* **Your objective**: In the listing that follows, locate the line containing "filename crates/drill-meltdown/src/fail_safe.rs" and the line containing "the configured tolerance.". Retype exactly those two lines and every line between them, and nothing more.

* **Data provided**:

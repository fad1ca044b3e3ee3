// ─────────────────────────────────────────────────────────────────────
// Practice Drills — Efficiency
// © 1998–2026 Miroslav Šotek. All rights reserved.
// Contact: www.anulum.li | protoscience@anulum.li
// ORCID: https://orcid.org/0009-0009-3560-0851
// License: GNU AGPL v3 | Commercial licensing available
// ─────────────────────────────────────────────────────────────────────
//! Reactor efficiency bands.
//!
//! efficiency = (voltage × current / theoretical_max_power) × 100
//!
//! | band   | efficiency [%] |
//! |--------|----------------|
//! | green  | ≥ 80           |
//! | orange | [60, 80)       |
//! | red    | [30, 60)       |
//! | black  | otherwise      |

use drill_types::config::ReactorLimits;
use drill_types::error::{ensure_finite, DrillError, DrillResult};
use drill_types::state::{EfficiencyBand, PowerReading};

/// Stock-limit efficiency band.
pub fn reactor_efficiency(
    voltage: f64,
    current: f64,
    theoretical_max_power: f64,
) -> EfficiencyBand {
    let reading = PowerReading::new(voltage, current, theoretical_max_power);
    classify_efficiency(&ReactorLimits::default(), reading.efficiency_percent())
}

/// Checked variant: finite inputs and a strictly positive max power.
pub fn try_reactor_efficiency(
    voltage: f64,
    current: f64,
    theoretical_max_power: f64,
) -> DrillResult<EfficiencyBand> {
    let reading = validate_power(PowerReading::new(voltage, current, theoretical_max_power))?;
    Ok(classify_efficiency(
        &ReactorLimits::default(),
        reading.efficiency_percent(),
    ))
}

/// Map an efficiency percentage onto a band. NaN falls through to black.
pub fn classify_efficiency(limits: &ReactorLimits, efficiency: f64) -> EfficiencyBand {
    if efficiency >= limits.green_efficiency {
        EfficiencyBand::Green
    } else if efficiency >= limits.orange_efficiency {
        EfficiencyBand::Orange
    } else if efficiency >= limits.red_efficiency {
        EfficiencyBand::Red
    } else {
        EfficiencyBand::Black
    }
}

pub(crate) fn validate_power(reading: PowerReading) -> DrillResult<PowerReading> {
    ensure_finite("voltage", reading.voltage)?;
    ensure_finite("current", reading.current)?;
    ensure_finite("theoretical_max_power", reading.theoretical_max_power)?;
    if reading.theoretical_max_power <= 0.0 {
        return Err(DrillError::InvalidInput(format!(
            "theoretical_max_power must be positive, got {}",
            reading.theoretical_max_power
        )));
    }
    Ok(reading)
}
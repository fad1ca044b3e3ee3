// ─────────────────────────────────────────────────────────────────────
// Practice Drills — Monitor From Config
// © 1998–2026 Miroslav Šotek. All rights reserved.
// Contact: www.anulum.li | protoscience@anulum.li
// ORCID: https://orcid.org/0009-0009-3560-0851
// License: GNU AGPL v3 | Commercial licensing available
// ─────────────────────────────────────────────────────────────────────
//! End-to-end: JSON config → monitor → assessment, with tracing enabled.

use drill_meltdown::ReactorMonitor;
use drill_types::config::DrillConfig;
use drill_types::state::{EfficiencyBand, PowerReading, ReactorReading, SafetyStatus};
use tracing_subscriber::EnvFilter;

fn init_tracing() {
    let _ = tracing_subscriber::fmt()
        .with_env_filter(EnvFilter::from_default_env())
        .with_test_writer()
        .try_init();
}

#[test]
fn test_stock_config_reproduces_reference_cases() {
    init_tracing();
    let cfg = DrillConfig::from_json_str("{}").unwrap();
    let monitor = ReactorMonitor::new(cfg.reactor).unwrap();

    assert!(monitor.is_criticality_balanced(&ReactorReading::new(750.0, 600.0)));
    assert!(!monitor.is_criticality_balanced(&ReactorReading::new(800.0, 600.0)));
    assert!(!monitor.is_criticality_balanced(&ReactorReading::new(750.0, 400.0)));

    assert_eq!(
        monitor.reactor_efficiency(&PowerReading::new(10.0, 10.0, 125.0)),
        EfficiencyBand::Green
    );
    assert_eq!(
        monitor.reactor_efficiency(&PowerReading::new(10.0, 8.0, 200.0)),
        EfficiencyBand::Red
    );

    assert_eq!(monitor.fail_safe(&ReactorReading::new(10.0, 5.0), 100.0), SafetyStatus::Low);
    assert_eq!(monitor.fail_safe(&ReactorReading::new(10.0, 10.0), 100.0), SafetyStatus::Normal);
    assert_eq!(monitor.fail_safe(&ReactorReading::new(10.0, 20.0), 100.0), SafetyStatus::Danger);
}

#[test]
fn test_tightened_config_changes_verdicts() {
    init_tracing();
    let cfg = DrillConfig::from_json_str(
        r#"{
            "reactor": {
                "safe_temperature": 700.0,
                "green_efficiency": 95.0,
                "orange_efficiency": 85.0,
                "red_efficiency": 50.0,
                "fail_safe_tolerance": 0.02
            }
        }"#,
    )
    .unwrap();
    let monitor = ReactorMonitor::new(cfg.reactor).unwrap();

    let assessment = monitor
        .assess(
            &ReactorReading::new(750.0, 600.0),
            &PowerReading::new(10.0, 10.0, 125.0),
            420_000.0,
        )
        .unwrap();
    assert!(!assessment.balanced, "750 K exceeds the 700 K ceiling");
    assert_eq!(assessment.efficiency, EfficiencyBand::Red);
    assert_eq!(assessment.status, SafetyStatus::Danger);
}
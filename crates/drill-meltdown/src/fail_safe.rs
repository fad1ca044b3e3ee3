// ─────────────────────────────────────────────────────────────────────
// Practice Drills — Fail Safe
// © 1998–2026 Miroslav Šotek. All rights reserved.
// Contact: www.anulum.li | protoscience@anulum.li
// ORCID: https://orcid.org/0009-0009-3560-0851
// License: GNU AGPL v3 | Commercial licensing available
// ─────────────────────────────────────────────────────────────────────
//! Fail-safe status from temperature × neutron flux against a threshold.

use drill_types::config::ReactorLimits;
use drill_types::state::{ReactorReading, SafetyStatus};

/// LOW below 90% of `threshold`, NORMAL within ±10% (inclusive), DANGER otherwise.
pub fn fail_safe(
    temperature: f64,
    neutrons_produced_per_second: f64,
    threshold: f64,
) -> SafetyStatus {
    let reading = ReactorReading::new(temperature, neutrons_produced_per_second);
    classify_power(&ReactorLimits::default(), reading.power(), threshold)
}

/// Band `power` around `threshold` with the configured tolerance.
/// NaN power lands in DANGER.
pub fn classify_power(limits: &ReactorLimits, power: f64, threshold: f64) -> SafetyStatus {
    let lower = threshold * (1.0 - limits.fail_safe_tolerance);
    let upper = threshold * (1.0 + limits.fail_safe_tolerance);
    if power < lower {
        SafetyStatus::Low
    } else if lower <= power && power <= upper {
        SafetyStatus::Normal
    } else {
        SafetyStatus::Danger
    }
}
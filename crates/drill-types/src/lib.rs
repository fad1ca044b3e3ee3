// ─────────────────────────────────────────────────────────────────────
// Practice Drills — Drill Types
// © 1998–2026 Miroslav Šotek. All rights reserved.
// Contact: www.anulum.li | protoscience@anulum.li
// ORCID: https://orcid.org/0009-0009-3560-0851
// License: GNU AGPL v3 | Commercial licensing available
// ─────────────────────────────────────────────────────────────────────
pub mod config;
pub mod constants;
pub mod error;
pub mod state;
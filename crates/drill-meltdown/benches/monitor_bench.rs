// ─────────────────────────────────────────────────────────────────────
// Practice Drills — Reactor Monitor Benchmark
// © 1998–2026 Miroslav Šotek. All rights reserved.
// Contact: www.anulum.li | protoscience@anulum.li
// ORCID: https://orcid.org/0009-0009-3560-0851
// License: GNU AGPL v3 | Commercial licensing available
// ─────────────────────────────────────────────────────────────────────

use criterion::{criterion_group, criterion_main, Criterion};
use drill_meltdown::{fail_safe, is_criticality_balanced, reactor_efficiency, ReactorMonitor};
use drill_types::state::{PowerReading, ReactorReading};
use std::hint::black_box;

fn bench_free_checks(c: &mut Criterion) {
    let mut group = c.benchmark_group("reactor_checks");

    group.bench_function("criticality", |b| {
        b.iter(|| black_box(is_criticality_balanced(black_box(750.0), black_box(600.0))))
    });
    group.bench_function("efficiency", |b| {
        b.iter(|| black_box(reactor_efficiency(black_box(10.0), black_box(8.0), black_box(200.0))))
    });
    group.bench_function("fail_safe", |b| {
        b.iter(|| black_box(fail_safe(black_box(10.0), black_box(10.0), black_box(100.0))))
    });

    group.finish();
}

fn bench_assess(c: &mut Criterion) {
    let monitor = ReactorMonitor::default();
    let reading = ReactorReading::new(750.0, 600.0);
    let power = PowerReading::new(10.0, 10.0, 125.0);

    c.bench_function("monitor_assess", |b| {
        b.iter(|| {
            let assessment = monitor
                .assess(black_box(&reading), black_box(&power), black_box(450_000.0))
                .expect("finite readings");
            black_box(assessment);
        })
    });
}

criterion_group!(benches, bench_free_checks, bench_assess);
criterion_main!(benches);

* **Written solution**:
filename crates/drill-meltdown/src/fail_safe.rs
repository fad1ca044b3e3ee3
// ─────────────────────────────────────────────────────────────────────
// Practice Drills — Fail Safe
// © 1998–2026 Miroslav Šotek. All rights reserved.
// Contact: www.anulum.li | protoscience@anulum.li
// ORCID: https://orcid.org/0009-0009-3560-0851
// License: GNU AGPL v3 | Commercial licensing available
// ─────────────────────────────────────────────────────────────────────
//! Fail-safe status from temperature × neutron flux against a threshold.

use drill_types::config::ReactorLimits;
use drill_types::state::{ReactorReading, SafetyStatus};

/// LOW below 90% of `threshold`, NORMAL within ±10% (inclusive), DANGER otherwise.
pub fn fail_safe(
    temperature: f64,
    neutrons_produced_per_second: f64,
    threshold: f64,
) -> SafetyStatus {
    let reading = ReactorReading::new(temperature, neutrons_produced_per_second);
    classify_power(&ReactorLimits::default(), reading.power(), threshold)
}

/// Band `power` around `threshold` with the configured tolerance.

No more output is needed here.